Regulatory approval was based on data from the phase III CheckMate 017 trial in previously treated patients with squamous cell NSCLC, showing that nivolumab significantly improved overall survival compared with docetaxel, regardless of PD-L1 expression level.88,89 The Checkmate 057 study found that nivolumab also improved survival over docetaxel in the second-line treatment of non-squamous cell NSCLC, with striking survival and response benefit in patients with PD-L1 expression greater than 1%, but equivalent overall survival to docetaxel in the patients who were PD-L1 negative.89,90
A phase II study of nivolumab in refractory patients with squamous cell NSCLC, CheckMate 063, included patients who had received two or more previous treatments; two-thirds of patients had progressed following three systemic regimens. Although the response rate was only 14.5%, almost all responders had ongoing responses (median duration of response not reached).91 Nivolumab was associated with two treatment-associated deaths caused by pneumonia and ischaemic stroke that occurred in patients with multiple comorbidities in the setting of progressive disease.91 However, other AEs associated with nivolumab are manageable.92
Data are also emerging for other anti–PD-1 agents. In October 2015, pembrolizumab (Keytruda®, Merck & Co., Inc., New Jersey, US) received accelerated FDA approval for the treatment of NSCLC after failure of first-line therapy that includes platinum-based chemotherapy or after anti-EGFR or anti-ALK therapy in oncogene-addicted NSCLC patients with appropriate mutations, and with 50% PDL-1 expression or more. In a phase I study (KEYNOTE-001) in patients with advanced NSCLC, pembrolizumab showed a response rate of 19.4%, a duration of response of 12.5 months, as well as a tolerable toxicity profile.93 Recent long-term data (median follow-up duration 23.1 months) showed that the overall survival was 22.1 months for treatment-naive patients and 10.6 months for previously treated patients. The survival benefit seems to raise with increasing PD-L1 positivity (that is, patients with PD-L1 ≥1%).94 In an open-label, phase II/III study KEYNOTE-010, patients with PD-L1 positive (PD-L1 ≥1%) NSCLC were randomised to pembrolizumab 2 mg/kg, pembrolizumab 10 mg/kg, or docetaxel. Overall survival was significantly longer for pembrolizumab 2 mg/kg versus docetaxel and for pembrolizumab 10 mg/kg versus docetaxel (in patients with PD-L1 >1% only),95 leading to EMA registration this year.

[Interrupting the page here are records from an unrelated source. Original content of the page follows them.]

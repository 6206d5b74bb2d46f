//! Configuration and constants for the CLI and the load metric engine.

use crate::loading::{DclSelection, QuietWindowConfig};
use crate::utils::error::ConfigError;
use serde::{Deserialize, Serialize};
use std::fs;
use std::path::Path;

/// Current output schema version
pub const SCHEMA_VERSION: &str = "1.0.0";

/// Minimum duration of a top-level main-thread task to count as long (ms)
pub const LONG_TASK_THRESHOLD_MS: f64 = 50.0;

/// Navigations to these URLs never produce a load expectation
pub const IGNORED_URLS: &[&str] = &["", "about:blank"];

// Category/name pairs recognized at ingestion
pub const USER_TIMING_CATEGORY: &str = "blink.user_timing";
pub const NAVIGATION_START_NAME: &str = "navigationStart";
pub const DOM_CONTENT_LOADED_END_NAME: &str = "domContentLoadedEventEnd";
pub const LOADING_CATEGORY: &str = "loading";
pub const FMP_CANDIDATE_NAME: &str = "firstMeaningfulPaintCandidate";
pub const SCHEDULER_TASK_CATEGORY: &str = "toplevel";
pub const NETWORK_CATEGORIES: &[&str] = &["netlog", "disabled-by-default-netlog"];

/// Object type name of legacy frame-loader snapshots
pub const FRAME_LOADER_OBJECT_NAME: &str = "FrameLoader";

/// Thread name of a renderer's main thread
pub const RENDERER_MAIN_THREAD_NAME: &str = "CrRendererMain";

/// Process labels marking the tracing tool's own UI renderer
pub const TRACING_UI_LABELS: &[&str] = &["chrome://tracing", "about:tracing"];

/// Slices whose name starts with this prefix wrap tooling-internal work
pub const TOOLING_INTERNAL_PREFIX: &str = "telemetry.internal.";

/// Trace timestamps are microseconds; the model works in milliseconds
pub const MICROS_PER_MILLI: f64 = 1000.0;

/// Tunable analysis settings, loadable from TOML.
///
/// ```toml
/// dcl_selection = "last"
///
/// [interactivity]
/// quiet_window_ms = 5000.0
/// allowed_concurrent_requests = 2
/// ```
#[derive(Debug, Clone, Default, PartialEq, Deserialize, Serialize)]
pub struct AnalysisConfig {
    /// Which DOMContentLoadedEnd event wins when a window holds several
    #[serde(default)]
    pub dcl_selection: DclSelection,

    /// Parameters of the bundled quiet-window evaluator
    #[serde(default)]
    pub interactivity: QuietWindowConfig,
}

impl AnalysisConfig {
    /// Reject parameter combinations the evaluator cannot work with
    pub fn validate(&self) -> Result<(), ConfigError> {
        let q = &self.interactivity;
        if q.quiet_window_ms.is_nan() || q.quiet_window_ms <= 0.0 {
            return Err(ConfigError::Invalid(format!(
                "interactivity.quiet_window_ms must be positive, got {}",
                q.quiet_window_ms
            )));
        }
        if q.cluster_separation_ms < 0.0 || q.heavy_cluster_ms < 0.0 {
            return Err(ConfigError::Invalid(
                "interactivity cluster parameters must not be negative".to_string(),
            ));
        }
        Ok(())
    }
}

/// Load analysis configuration from a TOML file
///
/// # Errors
/// * `ConfigError::Io` - If file cannot be read
/// * `ConfigError::Toml` - If TOML is invalid
/// * `ConfigError::Invalid` - If values are out of range
pub fn load_config(path: impl AsRef<Path>) -> Result<AnalysisConfig, ConfigError> {
    let contents = fs::read_to_string(path)?;
    let config: AnalysisConfig = toml::from_str(&contents)?;
    config.validate()?;
    Ok(config)
}

#[cfg(test)]
mod tests {
    use super::*;
    use std::io::Write;
    use tempfile::NamedTempFile;

    #[test]
    fn test_default_config() {
        let config = AnalysisConfig::default();
        assert_eq!(config.dcl_selection, DclSelection::Last);
        assert_eq!(config.interactivity.quiet_window_ms, 5000.0);
        assert!(config.validate().is_ok());
    }

    #[test]
    fn test_load_partial_config() {
        let mut file = NamedTempFile::new().unwrap();
        writeln!(file, "dcl_selection = \"first\"\n\n[interactivity]\nallowed_concurrent_requests = 0").unwrap();

        let config = load_config(file.path()).unwrap();
        assert_eq!(config.dcl_selection, DclSelection::First);
        assert_eq!(config.interactivity.allowed_concurrent_requests, 0);
        assert_eq!(config.interactivity.heavy_cluster_ms, 250.0);
    }

    #[test]
    fn test_load_config_rejects_bad_window() {
        let mut file = NamedTempFile::new().unwrap();
        writeln!(file, "[interactivity]\nquiet_window_ms = 0.0").unwrap();

        assert!(matches!(
            load_config(file.path()),
            Err(ConfigError::Invalid(_))
        ));
    }

    #[test]
    fn test_load_config_bad_toml() {
        let mut file = NamedTempFile::new().unwrap();
        writeln!(file, "dcl_selection = ").unwrap();

        assert!(matches!(load_config(file.path()), Err(ConfigError::Toml(_))));
    }
}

It is worth noting that histology is not useful for selecting patients for immunotherapy: clinical trial data have indicated that these agents have similar efficacy for both squamous and non-squamous NSCLC.96,97
PD-L1 is one of two ligands that interact with PD-1 (another one is PD-L2) to render T cells ineffective, and is expressed on tumour cells and tumour-infiltrating immune cells. To date, no significant difference in activity or toxicity profile has been observed between anti-PD1 and anti- PD-L1 compounds. Differential activity attributable to the mechanism of action might be observed in the combination setting in the future
though. Anti-PD-L1 agents are also in active clinical development. These include atezolizumab (MPDL3280A),98 durvalumab (MEDI4736),99 and avelumab (MSB0010718C).100,101 Atezolizumab (MPDL3280A) has shown clinical efficacy in both chemotherapy-naïve and previously treated NSCLC.102 In the phase II POPLAR trial, atezolizumab significantly improved overall survival and overall response rates versus docetaxel in patients with non-squamous and squamous NSCLC with strong PD-L1 expression.103 Extended follow-up revealed further separation later in the OS curves and increased benefit with atezolizumab versus docetaxel.104 In the phase II BIRCH trial, atezolizumab also met its primary endpoint in patients with strong PD-L1 expression.105 In the recently presented phase III OAK trial, atezolizumab showed an improved overall survival versus docetaxel in patients with advanced NSCLC who progressed after one or two prior chemotherapy. Interestingly, the OS benefit was seen regardless of PD-L1 expression, histology, sex or smoking status.106 In October 2016, atezolizumab received FDA approval for the treatment of patients with metastatic NSCLC whose disease progressed during or following platinum-containing chemotherapy.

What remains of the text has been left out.